»»
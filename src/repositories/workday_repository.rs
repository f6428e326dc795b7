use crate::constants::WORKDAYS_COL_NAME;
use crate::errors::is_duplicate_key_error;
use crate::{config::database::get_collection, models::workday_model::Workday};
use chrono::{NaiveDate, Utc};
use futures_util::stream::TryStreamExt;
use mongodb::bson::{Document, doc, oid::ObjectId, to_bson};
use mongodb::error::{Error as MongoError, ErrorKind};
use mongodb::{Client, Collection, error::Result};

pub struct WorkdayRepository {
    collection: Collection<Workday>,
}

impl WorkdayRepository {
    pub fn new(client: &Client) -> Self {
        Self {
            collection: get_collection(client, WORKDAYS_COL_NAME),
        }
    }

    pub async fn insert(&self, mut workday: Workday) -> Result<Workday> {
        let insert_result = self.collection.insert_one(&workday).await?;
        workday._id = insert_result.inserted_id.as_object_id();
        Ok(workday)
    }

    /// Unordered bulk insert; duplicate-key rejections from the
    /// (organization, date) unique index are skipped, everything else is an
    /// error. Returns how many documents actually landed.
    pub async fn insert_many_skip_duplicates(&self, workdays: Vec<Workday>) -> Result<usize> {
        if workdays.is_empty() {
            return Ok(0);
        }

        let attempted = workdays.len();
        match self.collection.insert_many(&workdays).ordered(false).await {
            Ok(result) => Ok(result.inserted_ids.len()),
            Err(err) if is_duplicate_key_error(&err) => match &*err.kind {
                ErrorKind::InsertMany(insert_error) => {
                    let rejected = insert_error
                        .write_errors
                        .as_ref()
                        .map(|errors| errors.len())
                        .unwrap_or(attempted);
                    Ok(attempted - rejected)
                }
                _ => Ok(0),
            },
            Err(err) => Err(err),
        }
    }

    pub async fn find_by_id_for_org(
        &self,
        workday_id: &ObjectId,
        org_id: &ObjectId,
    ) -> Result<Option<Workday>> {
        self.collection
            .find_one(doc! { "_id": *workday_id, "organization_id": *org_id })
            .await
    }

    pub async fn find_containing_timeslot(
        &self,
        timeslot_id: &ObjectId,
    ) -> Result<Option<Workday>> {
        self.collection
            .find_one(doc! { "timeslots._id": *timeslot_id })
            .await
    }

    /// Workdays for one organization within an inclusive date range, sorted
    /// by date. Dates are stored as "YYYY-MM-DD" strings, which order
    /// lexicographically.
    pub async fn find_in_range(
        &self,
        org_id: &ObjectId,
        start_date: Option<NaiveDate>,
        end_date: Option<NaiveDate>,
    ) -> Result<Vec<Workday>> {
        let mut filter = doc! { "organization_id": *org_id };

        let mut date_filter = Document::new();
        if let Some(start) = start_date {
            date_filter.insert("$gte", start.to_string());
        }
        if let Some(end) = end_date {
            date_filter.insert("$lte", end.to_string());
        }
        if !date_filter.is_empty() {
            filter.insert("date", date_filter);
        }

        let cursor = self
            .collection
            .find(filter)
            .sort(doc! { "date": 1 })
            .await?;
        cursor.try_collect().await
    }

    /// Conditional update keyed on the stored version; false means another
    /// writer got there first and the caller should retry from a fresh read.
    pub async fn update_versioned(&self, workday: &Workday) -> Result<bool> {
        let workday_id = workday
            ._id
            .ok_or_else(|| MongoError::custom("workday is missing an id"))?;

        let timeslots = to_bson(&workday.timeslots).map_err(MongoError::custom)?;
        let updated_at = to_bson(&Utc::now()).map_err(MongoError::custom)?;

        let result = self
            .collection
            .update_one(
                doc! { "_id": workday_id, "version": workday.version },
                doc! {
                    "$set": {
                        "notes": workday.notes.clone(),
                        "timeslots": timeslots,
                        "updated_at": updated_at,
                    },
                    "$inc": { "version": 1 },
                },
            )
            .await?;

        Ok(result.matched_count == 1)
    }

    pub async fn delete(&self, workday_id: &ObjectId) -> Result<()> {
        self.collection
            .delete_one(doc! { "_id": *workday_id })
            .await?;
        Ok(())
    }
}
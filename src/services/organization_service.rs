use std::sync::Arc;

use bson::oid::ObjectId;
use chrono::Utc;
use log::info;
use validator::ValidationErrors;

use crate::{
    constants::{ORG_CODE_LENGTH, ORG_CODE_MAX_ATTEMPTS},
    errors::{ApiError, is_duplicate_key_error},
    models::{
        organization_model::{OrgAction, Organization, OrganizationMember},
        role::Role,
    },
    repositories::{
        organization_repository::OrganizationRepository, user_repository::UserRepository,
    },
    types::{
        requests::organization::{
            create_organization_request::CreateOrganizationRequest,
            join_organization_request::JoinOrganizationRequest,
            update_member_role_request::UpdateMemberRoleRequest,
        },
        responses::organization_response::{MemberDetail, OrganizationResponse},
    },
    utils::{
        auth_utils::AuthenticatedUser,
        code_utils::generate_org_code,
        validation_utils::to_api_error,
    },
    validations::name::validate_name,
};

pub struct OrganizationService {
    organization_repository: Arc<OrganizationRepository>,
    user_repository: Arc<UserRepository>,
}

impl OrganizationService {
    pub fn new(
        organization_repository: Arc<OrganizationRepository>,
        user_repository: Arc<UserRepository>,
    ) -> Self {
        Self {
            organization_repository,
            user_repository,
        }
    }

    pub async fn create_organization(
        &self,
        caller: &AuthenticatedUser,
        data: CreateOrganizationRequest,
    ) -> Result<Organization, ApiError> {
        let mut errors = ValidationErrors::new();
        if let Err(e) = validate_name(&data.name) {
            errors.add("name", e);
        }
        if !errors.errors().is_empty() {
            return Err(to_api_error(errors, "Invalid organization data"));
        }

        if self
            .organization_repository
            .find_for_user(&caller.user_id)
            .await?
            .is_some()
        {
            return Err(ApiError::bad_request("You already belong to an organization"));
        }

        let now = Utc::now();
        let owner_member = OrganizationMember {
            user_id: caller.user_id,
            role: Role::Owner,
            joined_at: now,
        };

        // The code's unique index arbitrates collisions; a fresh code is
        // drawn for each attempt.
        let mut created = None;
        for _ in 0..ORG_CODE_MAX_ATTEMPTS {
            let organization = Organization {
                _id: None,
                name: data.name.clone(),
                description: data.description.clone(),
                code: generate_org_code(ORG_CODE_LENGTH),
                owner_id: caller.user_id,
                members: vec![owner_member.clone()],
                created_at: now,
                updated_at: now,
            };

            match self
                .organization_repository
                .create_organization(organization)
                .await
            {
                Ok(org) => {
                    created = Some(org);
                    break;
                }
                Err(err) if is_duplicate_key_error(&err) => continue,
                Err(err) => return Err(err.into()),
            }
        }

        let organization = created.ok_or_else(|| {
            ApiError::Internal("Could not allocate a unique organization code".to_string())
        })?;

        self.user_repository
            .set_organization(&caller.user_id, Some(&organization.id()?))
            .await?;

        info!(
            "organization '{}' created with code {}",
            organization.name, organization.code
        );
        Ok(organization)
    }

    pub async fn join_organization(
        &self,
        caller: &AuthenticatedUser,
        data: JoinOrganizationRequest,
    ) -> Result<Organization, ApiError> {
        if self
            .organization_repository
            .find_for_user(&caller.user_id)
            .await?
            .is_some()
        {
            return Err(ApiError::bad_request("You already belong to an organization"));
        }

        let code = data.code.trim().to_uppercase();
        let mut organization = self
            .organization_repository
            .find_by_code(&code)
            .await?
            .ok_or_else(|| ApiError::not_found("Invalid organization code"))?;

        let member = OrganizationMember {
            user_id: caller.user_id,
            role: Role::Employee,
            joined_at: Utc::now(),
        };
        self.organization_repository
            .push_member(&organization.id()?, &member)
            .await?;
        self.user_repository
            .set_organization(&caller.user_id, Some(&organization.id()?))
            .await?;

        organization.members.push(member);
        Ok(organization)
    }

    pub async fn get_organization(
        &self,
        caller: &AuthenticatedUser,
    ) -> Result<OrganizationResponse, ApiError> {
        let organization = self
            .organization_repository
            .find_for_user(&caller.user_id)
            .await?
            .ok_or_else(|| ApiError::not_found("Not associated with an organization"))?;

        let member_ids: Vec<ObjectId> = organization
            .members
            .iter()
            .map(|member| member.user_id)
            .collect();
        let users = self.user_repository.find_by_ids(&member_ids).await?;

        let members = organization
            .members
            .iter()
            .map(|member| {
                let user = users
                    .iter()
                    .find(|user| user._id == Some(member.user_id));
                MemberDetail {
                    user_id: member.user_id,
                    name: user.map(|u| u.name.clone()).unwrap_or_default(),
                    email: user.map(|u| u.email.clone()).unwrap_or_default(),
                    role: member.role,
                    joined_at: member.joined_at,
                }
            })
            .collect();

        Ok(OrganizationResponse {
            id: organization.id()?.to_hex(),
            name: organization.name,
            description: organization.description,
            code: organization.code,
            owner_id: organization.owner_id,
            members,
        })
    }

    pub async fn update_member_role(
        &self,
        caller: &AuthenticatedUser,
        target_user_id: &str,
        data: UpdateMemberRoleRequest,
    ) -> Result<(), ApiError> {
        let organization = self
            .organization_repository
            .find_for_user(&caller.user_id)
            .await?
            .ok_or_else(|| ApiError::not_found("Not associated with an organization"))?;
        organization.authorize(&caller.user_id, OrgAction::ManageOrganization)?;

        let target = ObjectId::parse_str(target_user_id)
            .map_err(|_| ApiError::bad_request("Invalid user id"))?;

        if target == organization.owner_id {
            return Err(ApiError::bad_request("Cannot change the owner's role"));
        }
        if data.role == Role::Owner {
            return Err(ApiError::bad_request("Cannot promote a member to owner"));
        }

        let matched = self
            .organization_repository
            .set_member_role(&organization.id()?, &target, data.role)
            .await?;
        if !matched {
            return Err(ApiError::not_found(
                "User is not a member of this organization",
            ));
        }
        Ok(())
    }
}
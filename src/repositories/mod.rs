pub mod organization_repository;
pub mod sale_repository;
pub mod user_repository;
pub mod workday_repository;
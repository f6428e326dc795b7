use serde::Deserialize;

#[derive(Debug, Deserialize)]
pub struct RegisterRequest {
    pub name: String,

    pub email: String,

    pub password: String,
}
««
Retrieve every line above holding the word "ObjectId".

→ Response below
use mongodb::bson::{Document, doc, oid::ObjectId, to_bson};
        workday_id: &ObjectId,
        org_id: &ObjectId,
        timeslot_id: &ObjectId,
        org_id: &ObjectId,
    pub async fn delete(&self, workday_id: &ObjectId) -> Result<()> {
use bson::oid::ObjectId;
        let member_ids: Vec<ObjectId> = organization
        let target = ObjectId::parse_str(target_user_id)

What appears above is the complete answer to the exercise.